In July 2020, Joseph was appointed a director of the Bayard Rustin Center for Social Justice, an LGBTQIA safe-space community activist center, located in Princeton, NJ.

==Publications==
https://search.worldcat.org/search?q=Peniel+E.+Joseph+in+Books&author=Joseph+Peniel+E
- Waiting 'Til the Midnight Hour: A Narrative History of Black Power in America (2006), ISBN 978-0-80507-539-7. According to WorldCat, the book is held in nearly 1500 libraries. It was reviewed in The American Historical Review, The Journal of African American History, and Contemporary Sociology.

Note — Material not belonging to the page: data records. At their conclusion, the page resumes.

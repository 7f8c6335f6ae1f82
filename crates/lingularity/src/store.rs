//! Vocabulary and training-statistics persistence.

use std::collections::BTreeMap;
use std::path::{Path, PathBuf};

use chrono::NaiveDate;
use lingularity_types::{Trainer, VocableEntry};
use serde::{Deserialize, Serialize};
use thiserror::Error;
use tracing::{debug, info};

use crate::persist::{PersistError, read_json, write_json_atomic};

/// Sessions per trainer id, per day.
pub type TrainingChronic = BTreeMap<NaiveDate, BTreeMap<String, u32>>;

#[derive(Debug, Error)]
pub enum StoreError {
    #[error("storage error: {0}")]
    Persist(#[from] PersistError),
    #[error("unknown {language} vocable: {vocable}")]
    UnknownVocable { language: String, vocable: String },
}

/// Document-store operations the trainers rely on.
pub trait VocabularyStore {
    fn query_vocabulary(&self, language: &str) -> Vec<VocableEntry>;

    fn upsert_vocable_entry(&mut self, language: &str, entry: &VocableEntry)
    -> Result<(), StoreError>;

    /// Returns whether an entry was removed.
    fn delete_vocable_entry(&mut self, language: &str, vocable: &str) -> Result<bool, StoreError>;

    fn update_vocable_score(
        &mut self,
        language: &str,
        vocable: &str,
        score: f64,
    ) -> Result<(), StoreError>;

    fn query_training_chronic(&self) -> TrainingChronic;

    fn increment_session_statistics(
        &mut self,
        trainer: Trainer,
        count: u32,
        date: NaiveDate,
    ) -> Result<(), StoreError>;
}

#[derive(Clone, Debug, Default, PartialEq, Serialize, Deserialize)]
#[serde(rename_all = "camelCase")]
struct Document {
    vocabulary: BTreeMap<String, BTreeMap<String, VocableEntry>>,
    training_chronic: TrainingChronic,
}

/// Single-user document, optionally mirrored to a JSON file after each change.
#[derive(Debug, Default)]
pub struct DocumentStore {
    document: Document,
    path: Option<PathBuf>,
}

impl DocumentStore {
    pub fn in_memory() -> Self {
        Self::default()
    }

    /// Open the document at `path`, starting empty when the file does not exist.
    pub fn open(path: impl AsRef<Path>) -> Result<Self, StoreError> {
        let path = path.as_ref().to_path_buf();
        let document = if path.exists() {
            let document: Document = read_json(&path)?;
            info!(
                "opened store {} with {} languages",
                path.display(),
                document.vocabulary.len()
            );
            document
        } else {
            Document::default()
        };
        Ok(Self {
            document,
            path: Some(path),
        })
    }

    fn flush(&self) -> Result<(), StoreError> {
        if let Some(path) = &self.path {
            write_json_atomic(path, &self.document)?;
            debug!("flushed store to {}", path.display());
        }
        Ok(())
    }

    fn language_key(language: &str) -> String {
        language.trim().to_lowercase()
    }
}

impl VocabularyStore for DocumentStore {
    fn query_vocabulary(&self, language: &str) -> Vec<VocableEntry> {
        self.document
            .vocabulary
            .get(&Self::language_key(language))
            .map(|entries| entries.values().cloned().collect())
            .unwrap_or_default()
    }

    fn upsert_vocable_entry(
        &mut self,
        language: &str,
        entry: &VocableEntry,
    ) -> Result<(), StoreError> {
        self.document
            .vocabulary
            .entry(Self::language_key(language))
            .or_default()
            .insert(entry.vocable.clone(), entry.clone());
        self.flush()
    }

    fn delete_vocable_entry(&mut self, language: &str, vocable: &str) -> Result<bool, StoreError> {
        let removed = self
            .document
            .vocabulary
            .get_mut(&Self::language_key(language))
            .and_then(|entries| entries.remove(vocable))
            .is_some();
        if removed {
            self.flush()?;
        }
        Ok(removed)
    }

    fn update_vocable_score(
        &mut self,
        language: &str,
        vocable: &str,
        score: f64,
    ) -> Result<(), StoreError> {
        let Some(entry) = self
            .document
            .vocabulary
            .get_mut(&Self::language_key(language))
            .and_then(|entries| entries.get_mut(vocable))
        else {
            return Err(StoreError::UnknownVocable {
                language: language.to_string(),
                vocable: vocable.to_string(),
            });
        };
        entry.score = score;
        self.flush()
    }

    fn query_training_chronic(&self) -> TrainingChronic {
        self.document.training_chronic.clone()
    }

    fn increment_session_statistics(
        &mut self,
        trainer: Trainer,
        count: u32,
        date: NaiveDate,
    ) -> Result<(), StoreError> {
        *self
            .document
            .training_chronic
            .entry(date)
            .or_default()
            .entry(trainer.id().to_string())
            .or_default() += count;
        self.flush()
    }
}

#[cfg(test)]
mod tests {
    use super::*;

    fn day(d: u32) -> NaiveDate {
        NaiveDate::from_ymd_opt(2024, 5, d).unwrap()
    }

    #[test]
    fn upserts_queries_and_deletes() {
        let mut store = DocumentStore::in_memory();
        store
            .upsert_vocable_entry("Italian", &VocableEntry::new("il gatto", "the cat"))
            .unwrap();
        store
            .upsert_vocable_entry("italian", &VocableEntry::new("il cane", "the dog"))
            .unwrap();
        assert_eq!(store.query_vocabulary("Italian").len(), 2);
        assert!(store.query_vocabulary("French").is_empty());

        assert!(store.delete_vocable_entry("Italian", "il cane").unwrap());
        assert!(!store.delete_vocable_entry("Italian", "il cane").unwrap());
        assert_eq!(store.query_vocabulary("Italian")[0].vocable, "il gatto");
    }

    #[test]
    fn updates_scores_of_known_entries_only() {
        let mut store = DocumentStore::in_memory();
        store
            .upsert_vocable_entry("Italian", &VocableEntry::new("il gatto", "the cat"))
            .unwrap();
        store.update_vocable_score("Italian", "il gatto", 2.5).unwrap();
        assert_eq!(store.query_vocabulary("Italian")[0].score, 2.5);

        let err = store.update_vocable_score("Italian", "il cane", 1.0).unwrap_err();
        assert!(matches!(err, StoreError::UnknownVocable { .. }));
    }

    #[test]
    fn accumulates_training_chronic() {
        let mut store = DocumentStore::in_memory();
        store
            .increment_session_statistics(Trainer::VocableTrainer, 10, day(4))
            .unwrap();
        store
            .increment_session_statistics(Trainer::VocableTrainer, 5, day(4))
            .unwrap();
        store
            .increment_session_statistics(Trainer::SentenceTranslation, 3, day(5))
            .unwrap();

        let chronic = store.query_training_chronic();
        assert_eq!(chronic[&day(4)]["vocableTrainer"], 15);
        assert_eq!(chronic[&day(5)]["sentenceTranslation"], 3);
    }

    #[test]
    fn persists_to_disk() {
        let dir = tempfile::tempdir().unwrap();
        let path = dir.path().join("store.json");
        {
            let mut store = DocumentStore::open(&path).unwrap();
            store
                .upsert_vocable_entry("Italian", &VocableEntry::new("il gatto", "the cat"))
                .unwrap();
            store
                .increment_session_statistics(Trainer::VocableTrainer, 1, day(4))
                .unwrap();
        }
        let store = DocumentStore::open(&path).unwrap();
        assert_eq!(store.query_vocabulary("Italian").len(), 1);
        assert_eq!(store.query_training_chronic()[&day(4)]["vocableTrainer"], 1);
    }
}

- Dark Days, Bright Nights: From Black Power to Barack Obama (2010), ISBN 978-0-46501-366-1. According to WorldCat, the book is held in over 1200 libraries.
- Stokely: A Life (2014), ISBN 978-0-46501-363-0, is a biography of Stokely Carmichael, the man who popularized the phrase "black power" and led the Student Nonviolent Coordinating Committee.
- The Sword and the Shield: The Revolutionary Lives of Malcolm X and Martin Luther King Jr. (2020), ISBN 978-1-54161-786-5, is a dual biography of Malcolm X and Martin Luther King Jr.
- The Third Reconstruction: America's Struggle for Racial Justice in the Twenty-First Century (2022), ISBN 978-1-54160-074-4
- Freedom Season: How 1963 Transformed America's Civil Rights Revolution (2025), ISBN 978-1-54167-589-6
- The Black Power Movement: Rethinking the Civil Rights-Black Power Era (editor) (2006), ISBN 978-0-41594-595-0.
- Neighborhood Rebels: Black Power at the Local Level (editor) (2010), ISBN 978-0-23062-076-6

==Media appearances==
As a national commentator, Joseph has spoken at the 2008 Democratic and Republic National Conventions, PBS's NewsHour with Jim Lehrer and C-SPAN. He has also appeared on NBC's Morning Joe, and the Colbert Report.